Re: [PATCH v2] of: cache phandle nodes to reduce cost of of_find_node_by_phandle()
From: Rob Herring
Date: Wed Feb 14 2018 - 10:50:51 EST
On Tue, Feb 13, 2018 at 7:00 PM, Frank Rowand <frowand.list@xxxxxxxxx> wrote:
> Hi Rob,
>
> On 02/11/18 22:56, Frank Rowand wrote:
>> Hi Rob,
>>
>> On 02/11/18 22:27, frowand.list@xxxxxxxxx wrote:
>>> From: Frank Rowand <frank.rowand@xxxxxxxx>
>>>
>>> Create a cache of the nodes that contain a phandle property. Use this
>>> cache to find the node for a given phandle value instead of scanning
>>> the devicetree to find the node. If the phandle value is not found
>>> in the cache, of_find_node_by_phandle() will fall back to the tree
>>> scan algorithm.
>>>
>>> The cache is initialized in of_core_init().
>>>
>>> The cache is freed via a late_initcall_sync() if modules are not
>>> enabled.
>>>
>>> Signed-off-by: Frank Rowand <frank.rowand@xxxxxxxx>
>>> ---
>>>
>>> Changes since v1:
>>> - change short description from
>>> of: cache phandle nodes to reduce cost of of_find_node_by_phandle()
>>> - rebase on v4.16-rc1
>>> - reorder new functions in base.c to avoid forward declaration
>>> - add locking around kfree(phandle_cache) for memory ordering
>>> - add explicit check for non-null of phandle_cache in
>>> of_find_node_by_phandle(). There is already a check for !handle,
>>> which prevents accessing a null phandle_cache, but that dependency
>>> is not obvious, so this check makes it more apparent.
>>> - do not free phandle_cache if modules are enabled, so that
>>> cached phandles will be available when modules are loaded
>>
>> < snip >
>>
>>
>>
>> In a previous thread, you said:
>>
>>> We should be able to do this earlier. We already walk the tree twice
>>> in unflattening.

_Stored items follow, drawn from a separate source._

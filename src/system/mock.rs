//! Mock system implementation for testing

use super::{System, WalkEntry};
use chrono::{DateTime, FixedOffset};
use std::collections::{HashMap, HashSet};
use std::io;
use std::path::{Path, PathBuf};
use std::sync::{Arc, RwLock};

/// In-memory implementation of System trait for testing
///
/// `MockSystem` provides an in-memory filesystem, a config directory and a
/// frozen clock, perfect for fast, isolated unit tests without side effects.
///
/// # Example
/// ```
/// use termfolio::system::{mock::MockSystem, System};
/// use std::path::Path;
///
/// let system = MockSystem::new()
///     .with_config_dir("/home/user/.config").unwrap()
///     .with_file("/site/me.yaml", b"type: document\ntext: hi\n").unwrap();
///
/// assert_eq!(system.config_dir().unwrap(), Path::new("/home/user/.config"));
/// assert!(system.exists(Path::new("/site/me.yaml")));
/// assert!(system.is_dir(Path::new("/site")));
/// ```
#[derive(Clone)]
pub struct MockSystem {
    state: Arc<RwLock<MockSystemState>>,
}

struct MockSystemState {
    config_dir: Option<PathBuf>,
    now: DateTime<FixedOffset>,
    files: HashMap<PathBuf, Vec<u8>>,
    dirs: HashSet<PathBuf>,
}

impl MockSystem {
    /// Create a new `MockSystem` with default state
    ///
    /// The clock is frozen at the Unix epoch and there is no config directory.
    #[must_use]
    #[inline]
    pub fn new() -> Self {
        Self {
            state: Arc::new(RwLock::new(MockSystemState {
                config_dir: None,
                now: DateTime::<FixedOffset>::default(),
                files: HashMap::new(),
                dirs: HashSet::from([PathBuf::from("/")]),
            })),
        }
    }

    /// Set the config directory (builder pattern)
    ///
    /// # Errors
    ///
    /// Returns an error if the state lock is poisoned
    #[inline]
    pub fn with_config_dir<P: AsRef<Path>>(self, dir: P) -> io::Result<Self> {
        let mut state = self
            .state
            .write()
            .map_err(|e| io::Error::other(e.to_string()))?;
        state.config_dir = Some(dir.as_ref().to_path_buf());
        drop(state);
        Ok(self)
    }

    /// Freeze the clock at the given instant (builder pattern)
    ///
    /// # Errors
    ///
    /// Returns an error if the state lock is poisoned
    #[inline]
    pub fn with_now(self, now: DateTime<FixedOffset>) -> io::Result<Self> {
        let mut state = self
            .state
            .write()
            .map_err(|e| io::Error::other(e.to_string()))?;
        state.now = now;
        drop(state);
        Ok(self)
    }

    /// Add a file with contents (builder pattern)
    ///
    /// # Errors
    ///
    /// Returns an error if the state lock is poisoned
    #[inline]
    pub fn with_file<P: AsRef<Path>>(self, path: P, contents: &[u8]) -> io::Result<Self> {
        let path_buf = path.as_ref().to_path_buf();
        let mut state = self
            .state
            .write()
            .map_err(|e| io::Error::other(e.to_string()))?;

        // Ensure parent directories exist
        if let Some(parent) = path_buf.parent() {
            Self::ensure_parent_dirs(&mut state.dirs, parent);
        }

        state.files.insert(path_buf, contents.to_vec());
        drop(state);
        Ok(self)
    }

    /// Add a directory (builder pattern)
    ///
    /// # Errors
    ///
    /// Returns an error if the state lock is poisoned
    #[inline]
    pub fn with_dir<P: AsRef<Path>>(self, path: P) -> io::Result<Self> {
        let path_buf = path.as_ref().to_path_buf();
        let mut state = self
            .state
            .write()
            .map_err(|e| io::Error::other(e.to_string()))?;
        Self::ensure_parent_dirs(&mut state.dirs, &path_buf);
        drop(state);
        Ok(self)
    }

    /// Read back a file's bytes, if present
    #[must_use]
    #[inline]
    pub fn file_contents<P: AsRef<Path>>(&self, path: P) -> Option<Vec<u8>> {
        let state = self.state.read().ok()?;
        state.files.get(path.as_ref()).cloned()
    }

    #[inline]
    fn ensure_parent_dirs(dirs: &mut HashSet<PathBuf>, path: &Path) {
        for ancestor in path.ancestors() {
            if ancestor.as_os_str().is_empty() {
                break;
            }
            dirs.insert(ancestor.to_path_buf());
        }
    }
}

impl Default for MockSystem {
    #[inline]
    fn default() -> Self {
        Self::new()
    }
}

impl System for MockSystem {
    #[inline]
    fn config_dir(&self) -> Option<PathBuf> {
        let state = self.state.read().ok()?;
        state.config_dir.clone()
    }

    #[inline]
    fn now(&self) -> DateTime<FixedOffset> {
        self.state
            .read()
            .map(|state| state.now)
            .unwrap_or_default()
    }

    #[inline]
    fn read_to_string(&self, path: &Path) -> io::Result<String> {
        let state = self
            .state
            .read()
            .map_err(|e| io::Error::other(e.to_string()))?;
        let bytes = state.files.get(path).ok_or_else(|| {
            io::Error::new(
                io::ErrorKind::NotFound,
                format!("File not found: {}", path.display()),
            )
        })?;
        let result = bytes.clone();
        drop(state);
        String::from_utf8(result)
            .map_err(|e| io::Error::new(io::ErrorKind::InvalidData, format!("Invalid UTF-8: {e}")))
    }

    #[inline]
    fn write(&self, path: &Path, contents: &[u8]) -> io::Result<()> {
        let mut state = self
            .state
            .write()
            .map_err(|e| io::Error::other(e.to_string()))?;

        // Ensure parent directories exist
        if let Some(parent) = path.parent()
            && !parent.as_os_str().is_empty()
            && !state.dirs.contains(parent)
        {
            return Err(io::Error::new(
                io::ErrorKind::NotFound,
                format!("Parent directory does not exist: {}", parent.display()),
            ));
        }

        state.files.insert(path.to_path_buf(), contents.to_vec());
        drop(state);
        Ok(())
    }

    #[inline]
    fn create_dir_all(&self, path: &Path) -> io::Result<()> {
        let mut state = self
            .state
            .write()
            .map_err(|e| io::Error::other(e.to_string()))?;
        if let Some(file) = path.ancestors().find(|p| state.files.contains_key(*p)) {
            return Err(io::Error::other(format!(
                "Not a directory: {}",
                file.display()
            )));
        }
        Self::ensure_parent_dirs(&mut state.dirs, path);
        drop(state);
        Ok(())
    }

    #[inline]
    fn exists(&self, path: &Path) -> bool {
        self.state
            .read()
            .map(|state| state.files.contains_key(path) || state.dirs.contains(path))
            .unwrap_or(false)
    }

    #[inline]
    fn is_dir(&self, path: &Path) -> bool {
        self.state
            .read()
            .map(|state| state.dirs.contains(path))
            .unwrap_or(false)
    }

    #[inline]
    fn walk_dir(&self, path: &Path, max_depth: usize) -> io::Result<Vec<WalkEntry>> {
        let state = self
            .state
            .read()
            .map_err(|e| io::Error::other(e.to_string()))?;

        if !state.dirs.contains(path) {
            return Err(io::Error::new(
                io::ErrorKind::NotFound,
                format!("Directory not found: {}", path.display()),
            ));
        }

        let within = |candidate: &Path| -> bool {
            candidate
                .strip_prefix(path)
                .map(|rest| {
                    let depth = rest.components().count();
                    depth >= 1 && depth <= max_depth
                })
                .unwrap_or(false)
        };

        let mut entries: Vec<WalkEntry> = state
            .files
            .keys()
            .filter(|p| within(p))
            .map(|p| WalkEntry {
                path: p.clone(),
                is_file: true,
            })
            .chain(state.dirs.iter().filter(|p| within(p)).map(|p| WalkEntry {
                path: p.clone(),
                is_file: false,
            }))
            .collect();
        drop(state);

        entries.sort_by(|a, b| a.path.cmp(&b.path));
        Ok(entries)
    }
}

We can get the max phandle (or number of phandles
>>> IMO) on the first pass, allocate with the early allocator and then
>>> populate the cache in the 2nd pass. AIUI, you can alloc with memblock
>>> and then free with kfree as the memblock allocations get transferred
>>> to the slab.
>>
>> And I replied:
>>
>> Thanks for pointing out that kfree() can be used for memory alloced
>> with memblock. I'll change to populate the cache earlier.
>>
>>
>> I started to make this change when I moved forward to v4.16-rc1. There
>> are two obvious ways to do this.
>
> < snip >
>
> And I did not finish the explanation, sorry. I meant to finish with saying
> that given the drawbacks that I ended up not making the change for v2.
>
> While modifying the patch to respond to the v2 comments, I decided to go
> ahead and try using memblock to alloc memory earlier. The result I got
> was that when I tried to kfree() the memory at late_initcall_sync I got
> a panic. The alloc function I used is memblock_virt_alloc(). You mention
> "slab" specifically. Maybe the problem is that my system is using "slub"
> instead. Dunno...
Maybe memblock_free() still works? Or there's something else that
needs to be done to transfer them. In any case, I guess doing it later
is fine.
And by slab, I mean the allocator, not the implementation (which can
be slab, slub, or slob).
Rob